An Iron Dome anti-missile battery intercepted a Grad-type rocket launched toward the southern city of Be'er Sheva on Wednesday. The intercept occurred shortly after 19:00 (GMT+2).
The battery failed to intercept a second Grad on the same trajectory, which fell short and landed in an open field outside of Beer Sheva. No physical injuries were reported in the attack. It is possible that it did not attempt to intercept it, as the system can predict where a missile willl land almost instantaneously.
The attack is only the latest violation of the Cairo-brokered ceasefire between Israel and terrorists in Gaza, which followed on the heels of a mortar attack that fell short of the Gaza security fence a few hours before.
A Grad-type Katyusha rocket also hit a residential area in the southern town of Netivot late Tuesday. One person was lightly wounded.
The Netivot attack was followed up by twin IAF airstrikes on rocket launching cells in reprisal. The IAF reported direct hits in both cases.
IAF fighters subsequently launched twin airstrikes on terrorists trying to launch more rockets into Israel – reporting direct hits.
That exchange came after at least seven rockets and mortar shells were fired at Israel from Gaza earlier on Tuesday.
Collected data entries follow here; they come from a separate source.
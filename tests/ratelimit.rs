// tests/ratelimit.rs
//
// Cross-worker token bucket properties against a shared store.

use std::sync::Arc;

use chrono::{Duration, Utc};

use catalog_ingestor::ratelimit::{LeaseParams, LeaseStep, RateLimiter};
use catalog_ingestor::store::{LimiterStore, MemStore};

fn params(tps: f64, burst: f64, daily: i64) -> LeaseParams {
    LeaseParams {
        tps,
        burst,
        daily_max: daily,
    }
}

#[tokio::test]
async fn two_limiters_over_one_store_share_the_bucket() {
    let store = Arc::new(MemStore::new());
    let a = RateLimiter::new(Arc::clone(&store));
    let b = RateLimiter::new(Arc::clone(&store));
    let p = params(1.0, 2.0, 100);
    let now = Utc::now();

    assert_eq!(a.try_lease("amazon-jp", p, now).await.unwrap(), LeaseStep::Granted);
    assert_eq!(b.try_lease("amazon-jp", p, now).await.unwrap(), LeaseStep::Granted);
    // the burst is spent across both callers, not per caller
    assert!(matches!(
        a.try_lease("amazon-jp", p, now).await.unwrap(),
        LeaseStep::Wait(_)
    ));
}

#[tokio::test]
async fn separate_keys_have_separate_budgets() {
    let store = Arc::new(MemStore::new());
    let rl = RateLimiter::new(Arc::clone(&store));
    let p = params(1.0, 1.0, 100);
    let now = Utc::now();

    assert_eq!(rl.try_lease("amazon-jp", p, now).await.unwrap(), LeaseStep::Granted);
    assert_eq!(rl.try_lease("rakuten", p, now).await.unwrap(), LeaseStep::Granted);
}

#[tokio::test]
async fn grants_in_a_window_stay_under_tps_plus_burst() {
    let store = Arc::new(MemStore::new());
    let rl = RateLimiter::new(Arc::clone(&store));
    let p = params(2.0, 3.0, 10_000);

    // Walk a simulated 10-second window, always retrying as soon as the
    // limiter says to. ceil(T * tps) + burst = 23 is the hard ceiling.
    let t0 = Utc::now();
    let mut now = t0;
    let mut granted = 0usize;
    while now - t0 < Duration::seconds(10) {
        match rl.try_lease("k", p, now).await.unwrap() {
            LeaseStep::Granted => granted += 1,
            LeaseStep::Wait(w) => now += Duration::from_std(w).unwrap(),
            LeaseStep::Exhausted { .. } => panic!("quota should not exhaust here"),
        }
    }
    assert!(granted <= 23, "granted {granted} leases in 10s at 2 tps + burst 3");
    assert!(granted >= 20, "limiter should not starve either, got {granted}");

    let state = store.read_limiter("k").await.unwrap().unwrap();
    assert!(state.tokens >= 0.0);
    assert!(state.tokens <= p.burst);
}

#[tokio::test]
async fn daily_quota_is_enforced_between_resets() {
    let store = Arc::new(MemStore::new());
    let rl = RateLimiter::new(Arc::clone(&store));
    let p = params(1000.0, 1000.0, 10);

    let mut now = Utc::now();
    let mut granted = 0usize;
    loop {
        match rl.try_lease("k", p, now).await.unwrap() {
            LeaseStep::Granted => granted += 1,
            LeaseStep::Wait(w) => now += Duration::from_std(w).unwrap(),
            LeaseStep::Exhausted { retry_at } => {
                assert!(retry_at > now);
                break;
            }
        }
        assert!(granted <= 10, "daily cap exceeded");
    }
    assert_eq!(granted, 10);
}
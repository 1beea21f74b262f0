// src/housekeeping.rs
//
// Reclaims work a crashed or timed-out worker left behind. Tasks stuck in
// Processing past the TTL return to Queued with the aborted attempt
// refunded; Queued tasks that already spent their budget move to Failed.

use std::sync::Arc;

use chrono::{DateTime, Duration, Utc};
use metrics::counter;
use serde::Serialize;

use crate::config::{HousekeepingCfg, QueueCfg};
use crate::queue::TaskStatus;
use crate::store::{ControlStore, QueueStore, StoreError};

#[derive(Debug, Clone, Copy, Default, Serialize, PartialEq, Eq)]
pub struct SweepReport {
    /// Stuck Processing tasks returned to Queued.
    pub reclaimed: usize,
    /// Queued tasks moved to Failed for exceeding max attempts.
    pub failed: usize,
}

pub struct Housekeeper<S> {
    store: Arc<S>,
    cfg: HousekeepingCfg,
    max_attempts: u32,
}

impl<S> Housekeeper<S>
where
    S: QueueStore + ControlStore,
{
    pub fn new(store: Arc<S>, cfg: HousekeepingCfg, queue_cfg: QueueCfg) -> Self {
        Self {
            store,
            cfg,
            max_attempts: queue_cfg.max_attempts,
        }
    }

    /// One sweep at `now`. Safe to run concurrently with ingestion: a
    /// task younger than the TTL is never touched, and the attempt
    /// refund compensates exactly one aborted claim.
    pub async fn sweep(&self, now: DateTime<Utc>) -> Result<SweepReport, StoreError> {
        let ttl = Duration::seconds(self.cfg.processing_ttl_secs as i64);
        let mut report = SweepReport::default();

        for mut task in self.store.list(Some(TaskStatus::Processing), None).await? {
            if now - task.updated_at <= ttl {
                continue;
            }
            tracing::warn!(
                tenant = %task.key.tenant,
                item = %task.key.item_id,
                attempts = task.attempts,
                "reclaiming task stuck in processing"
            );
            task.status = TaskStatus::Queued;
            task.attempts = task.attempts.saturating_sub(1);
            task.updated_at = now;
            self.store.put(task).await?;
            report.reclaimed += 1;
        }

        for mut task in self.store.list(Some(TaskStatus::Queued), None).await? {
            if task.attempts < self.max_attempts {
                continue;
            }
            task.status = TaskStatus::Failed;
            task.last_error
                .get_or_insert_with(|| "max attempts exceeded".to_string());
            task.updated_at = now;
            self.store.put(task).await?;
            report.failed += 1;
        }

        if report.reclaimed > 0 || report.failed > 0 {
            counter!("housekeeping_reclaimed_total").increment(report.reclaimed as u64);
            counter!("housekeeping_failed_total").increment(report.failed as u64);
            tracing::info!(
                reclaimed = report.reclaimed,
                failed = report.failed,
                "housekeeping sweep finished"
            );
        }
        Ok(report)
    }

    /// Manual operator escape hatch for a lingering global cooldown.
    pub async fn clear_global_cooldown(&self) -> Result<(), StoreError> {
        self.store.clear_global_cooldown().await?;
        tracing::info!("global cooldown cleared");
        Ok(())
    }
}
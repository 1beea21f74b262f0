// tests/freshness.rs
//
// The staleness scan: catalog state feeding the work queue, ordering,
// and the per-run bound.

use std::sync::Arc;

use chrono::{Duration, Utc};

use catalog_ingestor::config::QueueCfg;
use catalog_ingestor::merge::CanonicalProduct;
use catalog_ingestor::queue::{TaskStatus, WorkQueue};
use catalog_ingestor::scheduler::scan_once;
use catalog_ingestor::store::{CatalogStore, MemStore, QueueStore};
use catalog_ingestor::vendor::SourceRecord;

fn product(item_id: &str, fresh_until: Option<chrono::DateTime<Utc>>) -> CanonicalProduct {
    let rec = SourceRecord {
        source: "amazon".into(),
        vendor_id: Some(item_id.into()),
        title: format!("Item {item_id}"),
        price: 1000,
        url: "https://amazon.example/x".into(),
        ..Default::default()
    };
    let mut p = CanonicalProduct::from_record(&format!("id:{item_id}"), &rec, Utc::now());
    p.tenant = "jp".into();
    p.item_id = item_id.into();
    p.fresh_until = fresh_until;
    p
}

#[tokio::test]
async fn stale_products_are_enqueued_fresh_ones_are_not() {
    let store = Arc::new(MemStore::new());
    let queue = WorkQueue::new(Arc::clone(&store), QueueCfg::default());
    let now = Utc::now();

    store.upsert_product(product("never-fetched", None)).await.unwrap();
    store
        .upsert_product(product("expired", Some(now - Duration::hours(1))))
        .await
        .unwrap();
    store
        .upsert_product(product("fresh", Some(now + Duration::hours(1))))
        .await
        .unwrap();

    let enqueued = scan_once(store.as_ref(), &queue, 100, now).await;
    assert_eq!(enqueued, 2);

    let queued = store.list(Some(TaskStatus::Queued), None).await.unwrap();
    let ids: Vec<&str> = queued.iter().map(|t| t.key.item_id.as_str()).collect();
    assert!(ids.contains(&"never-fetched"));
    assert!(ids.contains(&"expired"));
    assert!(!ids.contains(&"fresh"));
}

#[tokio::test]
async fn scan_respects_the_per_run_limit() {
    let store = Arc::new(MemStore::new());
    let queue = WorkQueue::new(Arc::clone(&store), QueueCfg::default());
    let now = Utc::now();

    for i in 0..10 {
        store
            .upsert_product(product(&format!("item-{i}"), None))
            .await
            .unwrap();
    }

    let enqueued = scan_once(store.as_ref(), &queue, 3, now).await;
    assert_eq!(enqueued, 3);
    assert_eq!(store.list(None, None).await.unwrap().len(), 3);
}

#[tokio::test]
async fn rescanning_does_not_duplicate_queued_tasks() {
    let store = Arc::new(MemStore::new());
    let queue = WorkQueue::new(Arc::clone(&store), QueueCfg::default());
    let now = Utc::now();

    store.upsert_product(product("x", None)).await.unwrap();
    assert_eq!(scan_once(store.as_ref(), &queue, 10, now).await, 1);
    assert_eq!(scan_once(store.as_ref(), &queue, 10, now).await, 0);
    assert_eq!(store.list(None, None).await.unwrap().len(), 1);
}

#[tokio::test]
async fn products_without_fetch_identity_are_skipped() {
    let store = Arc::new(MemStore::new());
    let queue = WorkQueue::new(Arc::clone(&store), QueueCfg::default());
    let now = Utc::now();

    let mut orphan = product("x", None);
    orphan.tenant = String::new();
    orphan.item_id = String::new();
    store.upsert_product(orphan).await.unwrap();

    assert_eq!(scan_once(store.as_ref(), &queue, 10, now).await, 0);
    assert!(store.list(None, None).await.unwrap().is_empty());
}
During the four days of hostilities prior to the truce, terror groups fired more than 200 rockets at Israeli civilians, while the IAF responded with airstrikes.
The IAF launched a total of 37 airstrikes in Gaza during the four day exchange. 19 strikes targeted rocket-launchers and 18 targeted weapons warehouses.
Between 25 and 27 Gazans were killed in the IAF airstrikes. Of these, at least 22 were terrorists.
IAF commanders laid the blame for civilian casualties squarely at the feet of Gaza’s terror groups, saying they were launching rockets from densely populated civilian areas and using bystanders as “human shields.”